◆ Data in this exercise
BEGIN

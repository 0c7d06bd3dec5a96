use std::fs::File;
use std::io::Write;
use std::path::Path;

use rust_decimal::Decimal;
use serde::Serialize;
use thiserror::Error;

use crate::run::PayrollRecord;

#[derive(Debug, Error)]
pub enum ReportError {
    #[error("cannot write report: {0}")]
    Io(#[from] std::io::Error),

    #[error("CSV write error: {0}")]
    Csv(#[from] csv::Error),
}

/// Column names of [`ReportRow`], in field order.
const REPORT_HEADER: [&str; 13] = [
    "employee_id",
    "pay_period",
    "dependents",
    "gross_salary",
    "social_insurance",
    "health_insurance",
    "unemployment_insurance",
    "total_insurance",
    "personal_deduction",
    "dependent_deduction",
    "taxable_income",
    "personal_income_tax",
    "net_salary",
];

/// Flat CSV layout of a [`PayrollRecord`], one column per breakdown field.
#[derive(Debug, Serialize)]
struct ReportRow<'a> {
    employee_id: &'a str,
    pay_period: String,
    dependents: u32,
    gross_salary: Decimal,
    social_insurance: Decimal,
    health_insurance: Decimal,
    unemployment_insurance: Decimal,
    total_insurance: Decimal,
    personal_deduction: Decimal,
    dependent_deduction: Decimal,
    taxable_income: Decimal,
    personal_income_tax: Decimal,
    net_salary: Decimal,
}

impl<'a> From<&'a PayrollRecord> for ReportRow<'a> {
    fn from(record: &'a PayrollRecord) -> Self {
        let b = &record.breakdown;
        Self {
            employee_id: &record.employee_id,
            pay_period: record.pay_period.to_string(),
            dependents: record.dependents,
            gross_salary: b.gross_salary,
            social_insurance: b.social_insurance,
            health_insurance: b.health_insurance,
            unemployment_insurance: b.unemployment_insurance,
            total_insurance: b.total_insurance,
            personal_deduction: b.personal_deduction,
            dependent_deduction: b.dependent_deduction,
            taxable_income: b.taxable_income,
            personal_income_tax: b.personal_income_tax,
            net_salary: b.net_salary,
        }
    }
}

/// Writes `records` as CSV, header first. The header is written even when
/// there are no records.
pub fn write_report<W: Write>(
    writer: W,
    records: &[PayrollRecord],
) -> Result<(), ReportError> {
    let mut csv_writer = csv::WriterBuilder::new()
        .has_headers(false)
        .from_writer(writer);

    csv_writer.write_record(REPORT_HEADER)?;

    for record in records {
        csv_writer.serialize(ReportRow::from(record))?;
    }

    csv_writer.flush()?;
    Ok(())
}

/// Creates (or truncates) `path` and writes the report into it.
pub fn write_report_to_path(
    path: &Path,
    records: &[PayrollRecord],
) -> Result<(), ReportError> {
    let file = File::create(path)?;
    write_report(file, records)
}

END

◆ Problem statement
The whole of the data must be given again, exactly as shown.

◆ Expected answer
repository 0c7d06bd3dec5a96
use std::fs::File;
use std::io::Write;
use std::path::Path;

use rust_decimal::Decimal;
use serde::Serialize;
use thiserror::Error;

use crate::run::PayrollRecord;

#[derive(Debug, Error)]
pub enum ReportError {
    #[error("cannot write report: {0}")]
    Io(#[from] std::io::Error),

    #[error("CSV write error: {0}")]
    Csv(#[from] csv::Error),
}

/// Column names of [`ReportRow`], in field order.
const REPORT_HEADER: [&str; 13] = [
    "employee_id",
    "pay_period",
    "dependents",
    "gross_salary",
    "social_insurance",
    "health_insurance",
    "unemployment_insurance",
    "total_insurance",
    "personal_deduction",
    "dependent_deduction",
    "taxable_income",
    "personal_income_tax",
    "net_salary",
];

/// Flat CSV layout of a [`PayrollRecord`], one column per breakdown field.
#[derive(Debug, Serialize)]
struct ReportRow<'a> {
    employee_id: &'a str,
    pay_period: String,
    dependents: u32,
    gross_salary: Decimal,
    social_insurance: Decimal,
    health_insurance: Decimal,
    unemployment_insurance: Decimal,
    total_insurance: Decimal,
    personal_deduction: Decimal,
    dependent_deduction: Decimal,
    taxable_income: Decimal,
    personal_income_tax: Decimal,
    net_salary: Decimal,
}

impl<'a> From<&'a PayrollRecord> for ReportRow<'a> {
    fn from(record: &'a PayrollRecord) -> Self {
        let b = &record.breakdown;
        Self {
            employee_id: &record.employee_id,
            pay_period: record.pay_period.to_string(),
            dependents: record.dependents,
            gross_salary: b.gross_salary,
            social_insurance: b.social_insurance,
            health_insurance: b.health_insurance,
            unemployment_insurance: b.unemployment_insurance,
            total_insurance: b.total_insurance,
            personal_deduction: b.personal_deduction,
            dependent_deduction: b.dependent_deduction,
            taxable_income: b.taxable_income,
            personal_income_tax: b.personal_income_tax,
            net_salary: b.net_salary,
        }
    }
}

/// Writes `records` as CSV, header first. The header is written even when
/// there are no records.
pub fn write_report<W: Write>(
    writer: W,
    records: &[PayrollRecord],
) -> Result<(), ReportError> {
    let mut csv_writer = csv::WriterBuilder::new()
        .has_headers(false)
        .from_writer(writer);

    csv_writer.write_record(REPORT_HEADER)?;

    for record in records {
        csv_writer.serialize(ReportRow::from(record))?;
    }

    csv_writer.flush()?;
    Ok(())
}

/// Creates (or truncates) `path` and writes the report into it.
pub fn write_report_to_path(
    path: &Path,
    records: &[PayrollRecord],
) -> Result<(), ReportError> {
    let file = File::create(path)?;
    write_report(file, records)
}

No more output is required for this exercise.